01 August 2013 23:46 [Source: ICIS news]
HOUSTON (ICIS)--US-based integrated chemicals firm Axiall expects polyvinyl chloride (PVC) margins to remain restrained in the near term, despite forecasts of a robust PVC market as housing picks up, a company executive said on Thursday.
“I don't know whether it's the speed of the housing or there's a delay factor, but that type of demand realisation did not really play out this year,” said Paul Carrico, CEO at Axiall.
“In fact, I think the current number is about 2% in terms of growth year-over-year, which is well below most forecasters in terms of their earlier projections at the beginning of this year,” he said during a conference call on the company’s Q2 earnings.
According to Carrico, PVC margins have typically improved as industry operating rates start to exceed 90% on a regular basis, but operating rates have remained below that level for most of the year as domestic demand increased only slightly and export demand has remained sluggish.
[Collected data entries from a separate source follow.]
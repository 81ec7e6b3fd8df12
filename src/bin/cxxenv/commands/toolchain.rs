//! `cxxenv toolchain` command

use std::path::Path;

use anyhow::Result;

use crate::cli::ToolchainArgs;
use cxxenv::ops::configure;
use cxxenv::util::process::find_executable;
use cxxenv::GlobalContext;

fn show_tool(label: &str, tool: &Path) {
    match find_executable(&tool.to_string_lossy()) {
        Some(found) => println!("  {:<7} {}", label, found.display()),
        None => println!("  {:<7} {} (not found)", label, tool.display()),
    }
}

pub fn execute(args: ToolchainArgs, ctx: &GlobalContext) -> Result<()> {
    let env = configure(ctx, &args.args)?;
    let tc = &env.toolchain;

    println!("Toolchain:");
    println!();
    show_tool("CC:", &tc.cc);
    show_tool("CXX:", &tc.cxx);
    show_tool("LD:", &tc.ld);
    show_tool("AR:", &tc.ar);
    show_tool("STRIP:", &tc.strip);
    println!();
    println!("  Family: {}", tc.family);
    match tc.flavor.dir_suffix() {
        Some(suffix) => println!("  Flavor: {}", suffix),
        None => println!("  Flavor: native"),
    }
    println!("  Libdir: {}", env.libdir);

    Ok(())
}
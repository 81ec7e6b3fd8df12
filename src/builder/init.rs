//! Environment initialization.
//!
//! Turns `key=value` arguments, configuration file defaults and a handful of
//! environment variables into a ready [`BuildEnv`].

use std::collections::BTreeMap;
use std::path::Path;

use anyhow::Result;

use crate::builder::environment::{BuildEnv, RootEnv};
use crate::builder::pkg_config::{PkgConfigCache, DEFAULT_PROGRAM};
use crate::builder::toolchain::{
    detect_libdir, detect_native_family, select_toolchain, warning_flags, CompilerFamily,
};
use crate::core::options::sanitize_flag;
use crate::core::{BuildArgs, ConfigError, FlagKind, FlagSet, LibType, OptLevel};
use crate::util::config::Config;
use crate::util::process::CommandRunner;

/// Environment variable naming a cross-compilation tool prefix.
pub const CROSS_PREFIX_VAR: &str = "CXXENV_CROSS_PREFIX";

pub const DEFAULT_BUILDROOT: &str = "build";
pub const DEFAULT_INSTROOT: &str = "/usr/local";
pub const DEFAULT_CXX_STD: &str = "c++17";

/// The environment variables initialization consumes.
#[derive(Debug, Clone, Default, PartialEq, Eq)]
pub struct HostEnv {
    pub cross_prefix: Option<String>,
    pub cxxflags: Option<String>,
    pub cflags: Option<String>,
    pub ldflags: Option<String>,
    pub term: Option<String>,
    pub path: Option<String>,
    pub home: Option<String>,
    pub asan_options: Option<String>,
    pub pkg_config: Option<String>,
}

impl HostEnv {
    /// Read the variables from the current process.
    pub fn from_process() -> Self {
        let var = |key: &str| std::env::var(key).ok();
        HostEnv {
            cross_prefix: var(CROSS_PREFIX_VAR),
            cxxflags: var("CXXFLAGS"),
            cflags: var("CFLAGS"),
            ldflags: var("LDFLAGS"),
            term: var("TERM"),
            path: var("PATH"),
            home: var("HOME"),
            asan_options: var("ASAN_OPTIONS"),
            pkg_config: var("PKG_CONFIG"),
        }
    }
}

fn bool_arg(args: &BuildArgs, key: &str, default: bool) -> Result<bool, ConfigError> {
    Ok(args.get_bool(key, default)?)
}

/// Compile and link flags every build gets.
fn baseline_flags(
    family: CompilerFamily,
    cxx_std: &str,
    opt_level: OptLevel,
    release: bool,
    sanitize: bool,
) -> FlagSet {
    let mut flags = FlagSet::new();

    flags.append(FlagKind::CxxFlags, [format!("-std={}", cxx_std)]);
    flags.append(FlagKind::LinkFlags, ["-Wl,--as-needed"]);
    flags.append(FlagKind::CcFlags, warning_flags(family));

    flags.append(FlagKind::CcFlags, [opt_level.flag()]);
    if opt_level.is_optimizing() {
        flags.append(FlagKind::CcFlags, ["-flto"]);
        flags.append(FlagKind::LinkFlags, ["-flto"]);
    }
    if !release || opt_level == OptLevel::Debug {
        flags.append(FlagKind::CcFlags, ["-g"]);
    }
    if release {
        flags.append(FlagKind::CppDefines, ["NDEBUG"]);
    }

    if sanitize {
        let flag = sanitize_flag();
        flags.append(FlagKind::CcFlags, [flag.clone()]);
        flags.append(FlagKind::LinkFlags, [flag]);
    }

    flags
}

/// Build the initial environment.
///
/// `args` take precedence over the `[build]` defaults of `config`. The
/// compiler is asked for its library search directories, a failure to run it
/// is fatal.
pub fn init_env(
    project: &str,
    source_dir: &Path,
    args: &BuildArgs,
    config: &Config,
    host: &HostEnv,
    runner: Box<dyn CommandRunner>,
) -> Result<BuildEnv> {
    let args = args.clone().with_defaults(config.build.as_args());

    let libtype: LibType = args.get_or("libtype", LibType::default().as_str()).parse()?;
    let use_rpath = bool_arg(&args, "use-rpath", false)?;
    let use_system_pkgs = bool_arg(&args, "use-system-pkgs", false)?;
    let sanitize = bool_arg(&args, "sanitizer", false)?;
    let debug = bool_arg(&args, "debug", false)?;
    let optforsize = bool_arg(&args, "optforsize", false)?;
    let release = bool_arg(&args, "release", false)?;
    let build_docs = bool_arg(&args, "docs", true)?;

    let mut toolchain = select_toolchain(host.cross_prefix.as_deref(), args.get("compiler"));
    detect_native_family(runner.as_ref(), &mut toolchain);
    let libdir = detect_libdir(runner.as_ref(), &toolchain.cxx)?;

    tracing::info!(
        "using {} toolchain: {} / {}",
        toolchain.family,
        toolchain.cc.display(),
        toolchain.cxx.display()
    );

    let opt_level = OptLevel::select(debug, optforsize);
    let cxx_std = config.build.cxx_std.as_deref().unwrap_or(DEFAULT_CXX_STD);
    let mut flags = baseline_flags(toolchain.family, cxx_std, opt_level, release, sanitize);

    if let Some(cxxflags) = &host.cxxflags {
        flags.merge_flags(cxxflags, FlagKind::CxxFlags);
    }
    if let Some(cflags) = &host.cflags {
        flags.merge_flags(cflags, FlagKind::CFlags);
    }
    if let Some(ldflags) = &host.ldflags {
        flags.merge_flags(ldflags, FlagKind::LinkFlags);
    }

    let instroot = source_dir.join(args.get_or("instroot", DEFAULT_INSTROOT));
    if use_rpath && libtype == LibType::Shared {
        let rpath = instroot.join(libdir);
        flags.append(FlagKind::LinkFlags, [format!("-Wl,-rpath,{}", rpath.display())]);
    }

    let buildroot = args.get_or("buildroot", DEFAULT_BUILDROOT);
    let build_dir = match toolchain.flavor.dir_suffix() {
        Some(suffix) => source_dir.join(format!("{}.{}", buildroot, suffix)),
        None => source_dir.join(buildroot),
    };

    let mut run_env = BTreeMap::new();
    let passthrough = [
        ("PATH", &host.path),
        ("HOME", &host.home),
        ("TERM", &host.term),
    ];
    for (key, value) in passthrough {
        if let Some(value) = value {
            run_env.insert(key.to_string(), value.clone());
        }
    }
    if sanitize {
        if let Some(options) = &host.asan_options {
            run_env.insert("ASAN_OPTIONS".to_string(), options.clone());
        }
    }

    let pkg_program = host
        .pkg_config
        .clone()
        .or_else(|| config.tools.pkg_config.clone())
        .unwrap_or_else(|| DEFAULT_PROGRAM.to_string());

    tracing::debug!(
        "build dir {}, libtype {}, libdir {}",
        build_dir.display(),
        libtype,
        libdir
    );

    Ok(BuildEnv {
        project: project.to_string(),
        toolchain,
        flags,
        libtype,
        opt_level,
        sanitize,
        release,
        use_rpath,
        use_system_pkgs,
        build_docs,
        source_dir: source_dir.to_path_buf(),
        build_dir,
        instroot,
        libdir: libdir.to_string(),
        inputs: Vec::new(),
        run_env,
        args,
        root: RootEnv::new(runner, PkgConfigCache::new(pkg_program)),
    })
}
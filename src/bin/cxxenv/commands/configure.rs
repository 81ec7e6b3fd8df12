//! `cxxenv configure` command

use anyhow::Result;

use crate::cli::ConfigureArgs;
use cxxenv::ops::{configure, format_summary};
use cxxenv::GlobalContext;

pub fn execute(args: ConfigureArgs, ctx: &GlobalContext) -> Result<()> {
    let env = configure(ctx, &args.args)?;

    if args.json {
        println!("{}", serde_json::to_string_pretty(&env)?);
    } else {
        print!("{}", format_summary(&env));
    }

    Ok(())
}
“This is clearly a different environment than we expected at the beginning of the year, and this type of environment may continue for the remainder of the year,” he said.
While housing has picked up, many new homes are still in the foundation and framing stage, Carrico said.
Still, PVC demand has increased because the piping segment is up year-over-year, he added.
“I would also say that it should get here sooner or later whenever housing does get a little bit more momentum or houses get to the point where they start using our materials,” Carrico said.
Axiall reported a net income of $72.8m (€54.6m) for the Q2 2013, up from $13.6m in the same period last year.